4.8. UPLC Separation of Serum Metabolites
Serum metabolites was extracted using the liquid–liquid method [51
]. Four-fold volume of methanol was used to 50 μL of serum. After vortex and centrifugation, the resulting supernatants were mixed with 10 μL of L-4-chlorophenylalanine solution (0.2 mg/mL) as internal standard (IS) for metabolic profiling. An ultrahigh-performance liquid chromatography system (UHPLC, Agilent 1290 Infinity, Santa Clara, CA, USA) was used for separation of endogenous metabolome using a 1.7 μm C18 column (2.1 mm × 50 mm, Waters, Milford, MA, USA). The mobile phases consist of water with 0.1% formic acid (A) and acetonitrile with 0.1% formic acid (B). The gradient program was as follows: starting from 5% B and progressing to 35% B in 4 min, 50% B in 2 min, and then 100% B in 6 min, holding at 100% B for 3 min, finally returning back to 5% B and equilibrating in 2 min. The separated components were subsequently fragmented and analyzed using a mass spectrometer.
4.9. QTOF-MS Analysis and Metabolite Identification
A quadrupole time-of-flight mass spectrometer (QTOF-MS, Agilent 6543, Santa Clara, CA, USA) was coupled with electrospray ionization source for fragmental collection. For full scan MS analysis, the QTOF-MS conditions were set as follows: the temperature for desolvation gas, 300 °C; gas flow, 8 L/min.

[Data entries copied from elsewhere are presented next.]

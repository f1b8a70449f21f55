use std::time::Instant;

use tracing::{debug, warn};

use super::menu::{ContextMenu, Placement, Press, Viewport};
use super::render::{ActionResponse, Rendered};
use super::selection::{InputEvent, RawSelection, Selection, SelectionDetector};
use super::state::Widget;
use crate::client::{ApiClient, ClientError};
use crate::types::Operation;

/// Wires the detector, menu and widget to the API client. Adapters feed it
/// host events and draw whatever it reports.
pub struct ClippyApp {
    client: ApiClient,
    detector: SelectionDetector,
    menu: ContextMenu,
    widget: Widget,
    viewport: Viewport,
    current: Option<Selection>,
}

impl ClippyApp {
    pub fn new(client: ApiClient, viewport: Viewport) -> Self {
        Self {
            client,
            detector: SelectionDetector::new(),
            menu: ContextMenu::new(),
            widget: Widget::new(),
            viewport,
            current: None,
        }
    }

    pub fn widget(&self) -> &Widget {
        &self.widget
    }

    pub fn menu(&self) -> &ContextMenu {
        &self.menu
    }

    pub fn current_selection(&self) -> Option<&Selection> {
        self.current.as_ref()
    }

    pub fn input(&mut self, event: &InputEvent, at: Instant) {
        self.detector.input(event, at);
    }

    /// Runs a due selection check and the menu's pending dismissal.
    pub fn tick(&mut self, now: Instant, snapshot: &RawSelection) -> Option<Placement> {
        self.menu.tick(now);
        let found = self.detector.settle(now, snapshot);
        self.show_menu(found)
    }

    /// Handles a selection immediately, bypassing the debounce.
    pub fn select(&mut self, raw: &RawSelection) -> Option<Placement> {
        let found = self.detector.handle(raw);
        self.show_menu(found)
    }

    /// Shows the menu for an accepted selection. Without one, forgets the
    /// current selection once the detector has dropped it.
    fn show_menu(&mut self, found: Option<Selection>) -> Option<Placement> {
        let Some(selection) = found else {
            if !self.detector.has_selection() {
                self.current = None;
            }
            return None;
        };
        let placement = self.menu.show(&selection.position, self.viewport);
        self.current = Some(selection);
        Some(placement)
    }

    pub fn press(&mut self, press: Press, at: Instant) {
        self.menu.press(press, at);
    }

    /// Menu click: hides the menu and runs the action on the current selection.
    pub async fn choose(&mut self, operation: Operation) -> Option<Rendered> {
        let operation = self.menu.choose(operation)?;
        self.perform(operation).await
    }

    /// Runs `operation` on the current selection and returns what the widget
    /// now shows. Does nothing without a selection.
    pub async fn perform(&mut self, operation: Operation) -> Option<Rendered> {
        let Some(text) = self.current.as_ref().map(|s| s.text.clone()) else {
            warn!(%operation, "no selection available");
            return None;
        };
        debug!(%operation, chars = text.chars().count(), "processing selection");

        self.widget.request(operation);
        match self.dispatch(operation, &text).await {
            Ok(response) => self.widget.respond(response),
            Err(err) => {
                warn!(%operation, error = %err, "action failed");
                self.widget.fail(err.to_string());
            }
        }
        self.widget.render()
    }

    async fn dispatch(&self, operation: Operation, text: &str) -> Result<ActionResponse, ClientError> {
        let client = &self.client;
        Ok(match operation {
            Operation::Eli5 => ActionResponse::Eli5(client.eli5(text, None).await?),
            Operation::Summarize => ActionResponse::Summary(client.summarize(text, None).await?),
            Operation::Define => ActionResponse::Definitions(client.define(text, &[]).await?),
            Operation::Example => ActionResponse::Examples(client.give_example(text, None).await?),
            Operation::Explain => ActionResponse::Explanation(client.explain(text, None).await?),
        })
    }

    /// Hides the menu and widget and drops every observer.
    pub fn destroy(&mut self) {
        self.detector.remove_all();
        self.detector.clear();
        self.menu.hide();
        self.widget.destroy();
        self.current = None;
    }
}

The capillary voltage and cone voltage were set to 3.2 kV and 35 V for ESI+, and 3 kV and 50 V for ESI−, respectively. The mass range was set from 80 to 1000 m/z. The scan time was set at 0.3 s, and the inter scan delay was set at 0.02 s. Under the target MS/MS acquisition mode, the MS/MS range was set from 30 to 800 m/z and the collision energies were set as 10 eV, 20 eV and 40 eV for comparing with chemical standards obtained from Sigma-Aldrich (St. Louis, MO, USA) or METLIN database. Under the target MS/MS mode, other parameters mentioned above are the same as settings in the full scan mode.

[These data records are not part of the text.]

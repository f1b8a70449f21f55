use super::render::{self, ActionResponse, Rendered};
use crate::types::Operation;

#[derive(Debug, Clone, Copy, PartialEq, Eq)]
pub enum Visibility {
    Hidden,
    /// Only the bubble is showing.
    Minimized,
    Expanded,
}

#[derive(Debug, Clone, PartialEq)]
pub enum Panel {
    Empty,
    Loading(Operation),
    Response(ActionResponse),
    Error(String),
}

/// The floating assistant: a bubble that expands into a response panel.
#[derive(Debug, Clone)]
pub struct Widget {
    visibility: Visibility,
    panel: Panel,
}

impl Default for Widget {
    fn default() -> Self {
        Self::new()
    }
}

impl Widget {
    /// Starts minimized with an empty panel.
    pub fn new() -> Self {
        Self {
            visibility: Visibility::Minimized,
            panel: Panel::Empty,
        }
    }

    pub fn visibility(&self) -> Visibility {
        self.visibility
    }

    pub fn panel(&self) -> &Panel {
        &self.panel
    }

    pub fn is_loading(&self) -> bool {
        matches!(self.panel, Panel::Loading(_))
    }

    pub fn request(&mut self, operation: Operation) {
        self.panel = Panel::Loading(operation);
        self.expand();
    }

    pub fn respond(&mut self, response: ActionResponse) {
        self.panel = Panel::Response(response);
        self.expand();
    }

    pub fn fail(&mut self, message: impl Into<String>) {
        self.panel = Panel::Error(message.into());
        self.expand();
    }

    /// Bubble click or close button.
    pub fn toggle(&mut self) {
        self.visibility = match self.visibility {
            Visibility::Minimized => Visibility::Expanded,
            Visibility::Expanded => Visibility::Minimized,
            Visibility::Hidden => Visibility::Hidden,
        };
    }

    fn expand(&mut self) {
        if self.visibility == Visibility::Minimized {
            self.visibility = Visibility::Expanded;
        }
    }

    pub fn destroy(&mut self) {
        self.visibility = Visibility::Hidden;
        self.panel = Panel::Empty;
    }

    /// What the panel shows, if anything.
    pub fn render(&self) -> Option<Rendered> {
        match &self.panel {
            Panel::Empty => None,
            Panel::Loading(operation) => Some(render::render_loading(*operation)),
            Panel::Response(response) => Some(render::render_response(response)),
            Panel::Error(message) => Some(render::render_error(message)),
        }
    }
}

4.10. Statistical Analysis
For metabolomic analysis, the raw MS data was filtered and aligned using R (Version 3.1.2, University of Auckland, Auckland, New Zealand) with XCMS package [52
]. SIMCA-P software (Version 11.0, Sartorius Stedim Biotech, Goettingen, Germany) were utilized for multivariate statistical analysis (MSA) and plotting scatter diagrams of MSA. Metabolic features that characterized as variable importance in the projection (VIP) > 1 and adjusted p
value < 0.1 [53
], were selected for pathway enrichment analysis referred to the databases of KEGG and SMPDB. In other statistical analysis, the data was evaluated as means ± standard error of the mean (SEM). Statistical differences between individual groups were evaluated using Student’s t
-test or one-way analysis of variance (ANOVA). All experiments were performed at least three times independently. GraphPad Prism 6.0 software (GraphPad Software Inc., San Diego, CA, USA) was used for the calculations, and p
< 0.05 was considered statistically significant.